Neutron FWaaS User Guide¶
This guide describes how to use the Firewall-as-a-Service (FWaaS) v2 features in OpenStack Networking (Neutron).
For installation instructions, see the Installation Guide. For configuration options and driver comparison, see the Configuration Guide.
Overview¶
FWaaS v2 provides perimeter firewall management through firewall groups. A firewall group is a collection of ingress and egress firewall policies that can be applied to specific Neutron ports (router ports or VM ports, depending on the backend driver).
The main resources are:
Firewall Rule: Defines a single filtering rule with match criteria (protocol, source/destination IP, source/destination port) and an action (allow, deny, or reject).
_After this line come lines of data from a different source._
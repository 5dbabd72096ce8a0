use crossterm::style::Color;
use dialoguer::theme::Theme;
use std::fmt;

/// Design tokens for the skills CLI.
///
/// Design constraints:
/// - Only 5 semantic colors (`colors::*`)
/// - All icons and borders must be sourced from this module
pub mod colors {
    use super::Color;

    /// #22C55E
    pub const SUCCESS: Color = Color::Green;
    /// #EF4444
    pub const ERROR: Color = Color::Red;
    /// #F59E0B
    pub const WARNING: Color = Color::Yellow;
    /// #06B6D4
    pub const INFO: Color = Color::Cyan;
    /// #6B7280
    pub const DIM: Color = Color::DarkGrey;
}

pub mod icons {
    pub const SUCCESS: &str = "✓";
    pub const ERROR: &str = "✗";
    pub const WARNING: &str = "⚠";
    pub const ARROW: &str = "↳";
    pub const POINTER: &str = "›";
    pub const NEW_FILE: &str = "+";
    pub const MODIFIED: &str = "~";

    // Command identifiers (used in headers).
    pub const INSTALL: &str = "📦";
    pub const UPDATE: &str = "⟳";
    pub const BACKPORT: &str = "↩";
    pub const DOCTOR: &str = "🔍";
    pub const LIST: &str = "📋";
}

pub mod icons_ascii {
    pub const SUCCESS: &str = "[OK]";
    pub const ERROR: &str = "[FAIL]";
    pub const WARNING: &str = "[WARN]";
    pub const ARROW: &str = "[>]";
    pub const POINTER: &str = ">";
    pub const NEW_FILE: &str = "+";
    pub const MODIFIED: &str = "M";

    pub const INSTALL: &str = "[INSTALL]";
    pub const UPDATE: &str = "[UPDATE]";
    pub const BACKPORT: &str = "[BACKPORT]";
    pub const DOCTOR: &str = "[DOCTOR]";
    pub const LIST: &str = "[LIST]";
}

pub mod borders {
    pub const TOP_LEFT: &str = "╭";
    pub const TOP_RIGHT: &str = "╮";
    pub const BOTTOM_LEFT: &str = "╰";
    pub const BOTTOM_RIGHT: &str = "╯";
    pub const HORIZONTAL: &str = "─";
    pub const VERTICAL: &str = "│";
}

pub mod borders_ascii {
    pub const TOP_LEFT: &str = "+";
    pub const TOP_RIGHT: &str = "+";
    pub const BOTTOM_LEFT: &str = "+";
    pub const BOTTOM_RIGHT: &str = "+";
    pub const HORIZONTAL: &str = "-";
    pub const VERTICAL: &str = "|";
}

// ----------------------------------------------------------------------------
// FactoryTheme - dialoguer theme for the preset picker
// ----------------------------------------------------------------------------

/// Wraps `ColorfulTheme` and only overrides select items to use our pointer
/// icon, or `>` in ASCII mode.
pub struct FactoryTheme {
    unicode: bool,
    inner: dialoguer::theme::ColorfulTheme,
}

impl FactoryTheme {
    pub fn new(unicode: bool) -> Self {
        Self {
            unicode,
            inner: dialoguer::theme::ColorfulTheme::default(),
        }
    }

    pub fn pointer_icon(&self) -> &'static str {
        if self.unicode {
            icons::POINTER
        } else {
            icons_ascii::POINTER
        }
    }
}

impl Theme for FactoryTheme {
    fn format_prompt(&self, f: &mut dyn fmt::Write, prompt: &str) -> fmt::Result {
        self.inner.format_prompt(f, prompt)
    }

    fn format_error(&self, f: &mut dyn fmt::Write, err: &str) -> fmt::Result {
        self.inner.format_error(f, err)
    }

    fn format_select_prompt(&self, f: &mut dyn fmt::Write, prompt: &str) -> fmt::Result {
        self.inner.format_select_prompt(f, prompt)
    }

    fn format_select_prompt_selection(
        &self,
        f: &mut dyn fmt::Write,
        prompt: &str,
        sel: &str,
    ) -> fmt::Result {
        self.inner.format_select_prompt_selection(f, prompt, sel)
    }

    fn format_select_prompt_item(
        &self,
        f: &mut dyn fmt::Write,
        text: &str,
        active: bool,
    ) -> fmt::Result {
        if active {
            write!(f, "{} {}", self.pointer_icon(), text)
        } else {
            write!(f, "  {}", text)
        }
    }
}

#[cfg(test)]
mod tests {
    use super::*;

    #[test]
    fn factory_theme_pointer_icons() {
        assert_eq!(FactoryTheme::new(true).pointer_icon(), "›");
        assert_eq!(FactoryTheme::new(false).pointer_icon(), ">");
    }

    #[test]
    fn select_items_mark_the_active_row() {
        let theme = FactoryTheme::new(false);
        let mut active = String::new();
        let mut idle = String::new();
        theme.format_select_prompt_item(&mut active, "core", true).unwrap();
        theme.format_select_prompt_item(&mut idle, "core", false).unwrap();
        assert_eq!(active, "> core");
        assert_eq!(idle, "  core");
    }
}
use crate::ui::primitives::icon::Icon;
use crate::ui::primitives::text::ColoredText;

/// Command title plus `label: value` context lines
#[derive(Debug, Clone)]
pub struct CommandHeader {
    icon: Icon,
    title: String,
    items: Vec<(String, String)>,
}

impl CommandHeader {
    pub fn new(icon: Icon, title: impl Into<String>) -> Self {
        Self {
            icon,
            title: title.into(),
            items: Vec::new(),
        }
    }

    pub fn add(&mut self, label: impl Into<String>, value: impl Into<String>) -> &mut Self {
        self.items.push((label.into(), value.into()));
        self
    }

    pub fn render(&self, supports_color: bool, supports_unicode: bool) -> String {
        let title = ColoredText::info(self.title.as_str())
            .bold()
            .render(supports_color);
        let mut out = format!(
            "{} {}\n",
            self.icon.colored(supports_color, supports_unicode),
            title
        );
        for (label, value) in &self.items {
            out.push_str(&format!(
                "{} {}\n",
                ColoredText::dim(format!("{label}:")).render(supports_color),
                value
            ));
        }
        out
    }
}
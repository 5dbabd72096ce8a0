use crate::ui::terminal::{detect_capabilities, TerminalCapabilities};

#[derive(Debug, Clone, Copy, PartialEq, Eq)]
pub struct UiContext {
    pub json: bool,
    pub verbose: u8,
    pub caps: TerminalCapabilities,
    pub color: bool,
    pub unicode: bool,
}

impl UiContext {
    pub fn new(json: bool, verbose: u8) -> Self {
        Self::from_caps(json, verbose, detect_capabilities())
    }

    pub(crate) fn from_caps(json: bool, verbose: u8, caps: TerminalCapabilities) -> Self {
        Self {
            json,
            verbose,
            caps,
            color: !json && caps.supports_color && !caps.is_ci,
            unicode: caps.supports_unicode,
        }
    }

    /// Whether an interactive picker may be shown
    pub fn can_prompt(&self) -> bool {
        !self.json && self.caps.stdin_is_tty && !self.caps.is_ci
    }
}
Firewall Policy: An ordered collection of firewall rules.
Firewall Group: Associates an ingress and/or egress firewall policy with a set of Neutron ports.
Note
FWaaS always adds an implicit deny all rule at the lowest precedence of each policy. A policy with no explicit rules will block all traffic.
Managing Firewall Rules¶
Create a firewall rule¶
$ openstack firewall group rule create \
--protocol {tcp,udp,icmp,any} \
--source-ip-address SOURCE_IP_ADDRESS \
--destination-ip-address DESTINATION_IP_ADDRESS \
--source-port SOURCE_PORT_RANGE \
--destination-port DEST_PORT_RANGE \
--action {allow,deny,reject}
All parameters are optional:
--protocol: One oftcp,udp,icmp, orany. Useanyfor protocol-agnostic rules.--source-ip-address/--destination-ip-address: IP address or CIDR subnet. Source and destination must be the same IP version.--source-port/--destination-port: Port number or range (e.g.,8000:8999). Only valid withtcporudpprotocol.--action: One ofallow,deny, orreject. Default isdeny.
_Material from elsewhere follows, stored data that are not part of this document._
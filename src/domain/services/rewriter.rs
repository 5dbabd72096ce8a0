//! Path Rewriter Domain Service
//!
//! Rewrites factory-relative references (`_standards/TDD.md`) into
//! project-relative ones (`.agent/rules/tdd.md`) as markdown moves from the
//! factory into a project. The transform is one-directional.

use crate::domain::value_objects::is_markdown;

/// Reference prefix used inside factory content
pub const STANDARDS_MARKER: &str = "_standards/";

/// Characters that end a referenced file name
const TERMINATORS: &[char] = &[' ', '`', ')', ']', '"', '\'', '/', '\r'];

/// Line-oriented reference rewriter.
///
/// `rewrite(rewrite(x)) == rewrite(x)` holds because the replacement prefix
/// never contains the marker and only non-empty `*.md` spans are touched.
#[derive(Debug, Clone, PartialEq, Eq)]
pub struct PathRewriter {
    marker: String,
    replacement: String,
}

impl PathRewriter {
    pub fn new(marker: impl Into<String>, replacement: impl Into<String>) -> Self {
        Self {
            marker: marker.into(),
            replacement: replacement.into(),
        }
    }

    /// Rewriter for a project whose installed tree lives in `target_dir`
    /// (e.g. `.agent` rewrites to `.agent/rules/`).
    pub fn for_target_dir(target_dir: &str) -> Self {
        let dir = target_dir.trim_end_matches('/');
        Self::new(STANDARDS_MARKER, format!("{dir}/rules/"))
    }

    pub fn marker(&self) -> &str {
        &self.marker
    }

    pub fn replacement(&self) -> &str {
        &self.replacement
    }

    /// Rewrite every reference in `text`. Lines without the marker are
    /// returned unchanged.
    pub fn rewrite(&self, text: &str) -> String {
        if self.marker.is_empty() || !text.contains(&self.marker) {
            return text.to_string();
        }

        text.split('\n')
            .map(|line| self.rewrite_line(line))
            .collect::<Vec<_>>()
            .join("\n")
    }

    fn rewrite_line(&self, line: &str) -> String {
        if !line.contains(&self.marker) {
            return line.to_string();
        }

        let mut out = String::with_capacity(line.len());
        let mut rest = line;

        while let Some(idx) = rest.find(&self.marker) {
            let (before, from_marker) = rest.split_at(idx);
            out.push_str(before);

            let after_marker = &from_marker[self.marker.len()..];
            let span_len = after_marker
                .find(TERMINATORS)
                .unwrap_or(after_marker.len());
            let filename = &after_marker[..span_len];

            if is_markdown(filename) {
                out.push_str(&self.replacement);
                out.push_str(&filename.to_lowercase());
                rest = &after_marker[span_len..];
            } else {
                // Empty or non-markdown span: leave the marker alone and keep
                // scanning right after it.
                out.push_str(&self.marker);
                rest = after_marker;
            }
        }

        out.push_str(rest);
        out
    }
}

impl Default for PathRewriter {
    fn default() -> Self {
        Self::for_target_dir(".agent")
    }
}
Example - allow inbound SSH traffic from a specific subnet:
$ openstack firewall group rule create \
--name allow-ssh \
--protocol tcp \
--destination-port 22 \
--source-ip-address 10.0.0.0/24 \
--action allow
List firewall rules¶
$ openstack firewall group rule list
Show a firewall rule¶
$ openstack firewall group rule show RULE_NAME_OR_ID
Update a firewall rule¶
$ openstack firewall group rule set RULE_NAME_OR_ID \
--protocol tcp \
--destination-port 443
Delete a firewall rule¶
$ openstack firewall group rule delete RULE_NAME_OR_ID
Managing Firewall Policies¶
Create a firewall policy¶
$ openstack firewall group policy create \
--firewall-rule "RULE_NAME_OR_ID" \
myfirewallpolicy
Multiple rules can be specified by repeating the --firewall-rule option.
Rules are applied in the order they are listed.
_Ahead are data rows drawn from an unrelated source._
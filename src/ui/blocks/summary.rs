use crate::ui::primitives::icon::Icon;
use crate::ui::primitives::text::ColoredText;
use crate::ui::widgets::panel::{Panel, PanelStyle};

/// Closing panel of a command: counts, warnings and a next step
#[derive(Debug, Clone)]
pub struct ResultSummary {
    title: String,
    success: bool,
    stats: Vec<(String, usize)>,
    warnings: Vec<String>,
    next_step: Option<String>,
}

impl ResultSummary {
    pub fn success(title: impl Into<String>) -> Self {
        Self {
            title: title.into(),
            success: true,
            stats: Vec::new(),
            warnings: Vec::new(),
            next_step: None,
        }
    }

    pub fn partial(title: impl Into<String>) -> Self {
        Self {
            success: false,
            ..Self::success(title)
        }
    }

    pub fn add_stat(&mut self, label: impl Into<String>, count: usize) {
        self.stats.push((label.into(), count));
    }

    pub fn add_warning(&mut self, message: impl Into<String>) {
        self.warnings.push(message.into());
    }

    pub fn with_next_step(&mut self, hint: impl Into<String>) {
        self.next_step = Some(hint.into());
    }

    pub fn render(&self, supports_color: bool, supports_unicode: bool) -> String {
        let (style, icon, title) = if self.success {
            (
                PanelStyle::Success,
                Icon::Success,
                ColoredText::success(self.title.as_str()),
            )
        } else {
            (
                PanelStyle::Warning,
                Icon::Warning,
                ColoredText::warning(self.title.as_str()),
            )
        };

        let mut panel = Panel::with_title(format!(
            "{} {}",
            icon.colored(supports_color, supports_unicode),
            title.bold().render(supports_color)
        ))
        .style(style);

        if !self.stats.is_empty() {
            panel.add_empty();
            for (label, count) in &self.stats {
                panel.add_line(format!("{count} {label}"));
            }
        }

        if !self.warnings.is_empty() {
            panel.add_empty();
            for warning in &self.warnings {
                panel.add_line(format!(
                    "{} {}",
                    Icon::Warning.colored(supports_color, supports_unicode),
                    warning
                ));
            }
        }

        if let Some(next_step) = &self.next_step {
            panel.add_empty();
            panel.add_line(format!(
                "{} {} {}",
                Icon::Arrow.colored(supports_color, supports_unicode),
                ColoredText::dim("Next:").render(supports_color),
                next_step
            ));
        }

        panel.render(supports_color, supports_unicode)
    }
}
Rules can also be added later:
$ openstack firewall group policy insert rule POLICY_NAME_OR_ID \
RULE_NAME_OR_ID \
--insert-before EXISTING_RULE_NAME_OR_ID
List firewall policies¶
$ openstack firewall group policy list
Show a firewall policy¶
$ openstack firewall group policy show POLICY_NAME_OR_ID
Delete a firewall policy¶
$ openstack firewall group policy delete POLICY_NAME_OR_ID
Managing Firewall Groups¶
Create a firewall group¶
$ openstack firewall group create \
--name myfirewallgroup \
--ingress-firewall-policy INGRESS_POLICY_NAME_OR_ID \
--egress-firewall-policy EGRESS_POLICY_NAME_OR_ID \
--port PORT_NAME_OR_ID
Multiple ports can be specified by repeating the --port option.
Note
A firewall group remains in PENDING_CREATE state until it is associated
with at least one port that is bound and active. For L3 (router port) based
drivers, this means the port must be an active router interface.
List firewall groups¶
$ openstack firewall group list
Show a firewall group¶
$ openstack firewall group show FWG_NAME_OR_ID
Update a firewall group¶
Add or remove ports, or change associated policies:
$ openstack firewall group set FWG_NAME_OR_ID \
--port PORT_NAME_OR_ID \
--ingress-firewall-policy NEW_POLICY_NAME_OR_ID
Note
To remove all ports from a firewall group, use the --no-port option.
Delete a firewall group¶
$ openstack firewall group delete FWG_NAME_OR_ID
Example: Allowing Web and SSH Traffic¶
This example creates a firewall group that allows SSH and HTTP/HTTPS traffic while blocking everything else (via the implicit deny-all rule).
Create firewall rules:
$ openstack firewall group rule create \ --name allow-ssh --protocol tcp --destination-port 22 --action allow $ openstack firewall group rule create \ --name allow-http --protocol tcp --destination-port 80 --action allow $ openstack firewall group rule create \ --name allow-https --protocol tcp --destination-port 443 --action allow
Create an ingress firewall policy with these rules:
$ openstack firewall group policy create \ --firewall-rule allow-ssh \ --firewall-rule allow-http \ --firewall-rule allow-https \ my-ingress-policy
(OVN driver only) When using the OVN backend driver, firewall rules are stateless. This means return traffic is not automatically allowed, so an egress policy with rules allowing the response traffic is also required:
$ openstack firewall group rule create \ --name allow-ssh-reply --protocol tcp --source-port 22 --action allow $ openstack firewall group rule create \ --name allow-http-reply --protocol tcp --source-port 80 --action allow $ openstack firewall group rule create \ --name allow-https-reply --protocol tcp --source-port 443 --action allow $ openstack firewall group policy create \ --firewall-rule allow-ssh-reply \ --firewall-rule allow-http-reply \ --firewall-rule allow-https-reply \ my-egress-policy
For stateful drivers (L3 agent, L2 agent), this step is not needed as return traffic for established connections is automatically allowed.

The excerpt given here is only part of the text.